Significance of Cell Membrane Repair in Parkinson's Disease

Abstract

Objective: Parkinson’s disease (PD) is the second most common neurodegenerative disorder and affects an estimated 10 million people worldwide. PD pathogenesis involves the death of neuronal cells due to the breakdown of their cell membranes. Membrane repair is a mechanism that appears in nearly every eukaryotic cell that repairs disruptions in the plasma membrane to maintain cell health and function. The aim of the present study was to determine the if compromised membrane repair can contribute to the progression of PD. Materials and Methods: Using a glass bead mechanical damage assay, we injured N2A neuroblastoma cells with three different conditions: GFP transfected control cells, cells expressing alpha synuclein, and cells expressing A53T, an alpha synuclein mutant linked to PD. We then measured the amount of an intracellular enzyme, lactase dehydrogenase (LDH), that was released from the cells after injury with glass beads to determine how well the membrane repaired. (n=16) We also injured the membrane of these cells with a laser injury heat damage assay. In this mechanism, a laser is used to injure the cells, and influx of FM4-64 dye into the cell is measured to determine the rate of membrane repair. (n=60) Results: In the mechanical damage assay, cells expressing alpha synuclein released more LDH, which suggests that membrane repair may be compromised in PD. In the laser damage assay, cells expressing alpha synuclein showed significantly more FM4-64 dye influx.
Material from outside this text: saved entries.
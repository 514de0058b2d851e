//! Asset manager: resolves asset urls against an asset root and loads typed
//! JSON assets.
//!
//! Asset urls are relative paths such as `asset/texture/default/albedo.jpg`.
//! The renderer keys resources by the resolved full path so two urls naming
//! the same file dedupe to one resource.

use serde::Serialize;
use serde::de::DeserializeOwned;
use std::path::{Path, PathBuf};

/// Errors from asset operations.
#[derive(Debug, thiserror::Error)]
pub enum AssetError {
    #[error("IO error: {0}")]
    Io(#[from] std::io::Error),
    #[error("asset not found: {}", .0.display())]
    NotFound(PathBuf),
    #[error("JSON error in {}: {source}", path.display())]
    Json {
        path: PathBuf,
        #[source]
        source: serde_json::Error,
    },
}

/// Resolves and loads assets below a root directory.
#[derive(Debug, Clone)]
pub struct AssetManager {
    root: PathBuf,
}

impl AssetManager {
    pub fn new(root: impl Into<PathBuf>) -> Self {
        Self { root: root.into() }
    }

    pub fn root(&self) -> &Path {
        &self.root
    }

    /// Resolve an asset url to a full path. Absolute urls pass through.
    pub fn full_path(&self, url: impl AsRef<Path>) -> PathBuf {
        let url = url.as_ref();
        if url.is_absolute() {
            url.to_path_buf()
        } else {
            self.root.join(url)
        }
    }

    /// Full path rendered with forward slashes, for use as a resource key.
    pub fn full_path_string(&self, url: impl AsRef<Path>) -> String {
        self.full_path(url).to_string_lossy().replace('\\', "/")
    }

    pub fn exists(&self, url: impl AsRef<Path>) -> bool {
        self.full_path(url).is_file()
    }

    /// Load and deserialize a JSON asset.
    pub fn load_asset<T: DeserializeOwned>(&self, url: impl AsRef<Path>) -> Result<T, AssetError> {
        let path = self.full_path(url);
        if !path.is_file() {
            return Err(AssetError::NotFound(path));
        }
        let data = std::fs::read_to_string(&path)?;
        let asset = serde_json::from_str(&data).map_err(|source| AssetError::Json {
            path: path.clone(),
            source,
        })?;
        tracing::debug!(path = %path.display(), "asset loaded");
        Ok(asset)
    }

    /// Serialize an asset to JSON, creating parent directories as needed.
    pub fn save_asset<T: Serialize>(&self, url: impl AsRef<Path>, asset: &T) -> Result<(), AssetError> {
        let path = self.full_path(url);
        if let Some(parent) = path.parent() {
            std::fs::create_dir_all(parent)?;
        }
        let file = std::fs::File::create(&path)?;
        serde_json::to_writer_pretty(file, asset).map_err(|source| AssetError::Json {
            path: path.clone(),
            source,
        })?;
        Ok(())
    }
}

#[cfg(test)]
mod tests {
    use super::*;
    use serde::Deserialize;

    #[derive(Debug, PartialEq, Serialize, Deserialize)]
    struct Sample {
        name: String,
        value: u32,
    }

    #[test]
    fn relative_urls_resolve_under_root() {
        let assets = AssetManager::new("/game");
        assert_eq!(
            assets.full_path("asset/mesh/cube.obj"),
            PathBuf::from("/game/asset/mesh/cube.obj")
        );
        assert_eq!(
            assets.full_path_string("asset/mesh/cube.obj"),
            "/game/asset/mesh/cube.obj"
        );
    }

    #[test]
    fn absolute_urls_pass_through() {
        let assets = AssetManager::new("/game");
        assert_eq!(assets.full_path("/tmp/x.json"), PathBuf::from("/tmp/x.json"));
    }

    #[test]
    fn save_and_load() {
        let dir = tempfile::tempdir().unwrap();
        let assets = AssetManager::new(dir.path());
        let sample = Sample {
            name: "sample".into(),
            value: 3,
        };
        assets.save_asset("global/sample.json", &sample).unwrap();
        assert!(assets.exists("global/sample.json"));

        let loaded: Sample = assets.load_asset("global/sample.json").unwrap();
        assert_eq!(loaded, sample);
    }

    #[test]
    fn missing_asset_is_not_found() {
        let dir = tempfile::tempdir().unwrap();
        let assets = AssetManager::new(dir.path());
        let err = assets.load_asset::<Sample>("nope.json").unwrap_err();
        assert!(matches!(err, AssetError::NotFound(_)));
    }

    #[test]
    fn malformed_json_reports_path() {
        let dir = tempfile::tempdir().unwrap();
        std::fs::write(dir.path().join("bad.json"), "{ not json").unwrap();
        let assets = AssetManager::new(dir.path());
        let err = assets.load_asset::<Sample>("bad.json").unwrap_err();
        assert!(matches!(err, AssetError::Json { .. }));
        assert!(err.to_string().contains("bad.json"));
    }
}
We observed increased dye influx in WT Alpha Synuclein cells. This shows that Alpha Synuclein transfected cells do not repair as effectively as control cells when exposed to the same conditions. These findings support that membrane repair may be compromised in PD. Elucidating that membrane repair is impaired in PD leads us to investigate if existing membrane repair enhancing agents could be potential therapeutics for the disease. American Physiological Society Summer Undergraduate Research Fellowship (APS SURF) This is the full abstract presented at the American Physiology Summit 2023 meeting and is only available in HTML format. There are no additional versions or additional content available for this abstract. Physiology was not involved in the peer review process.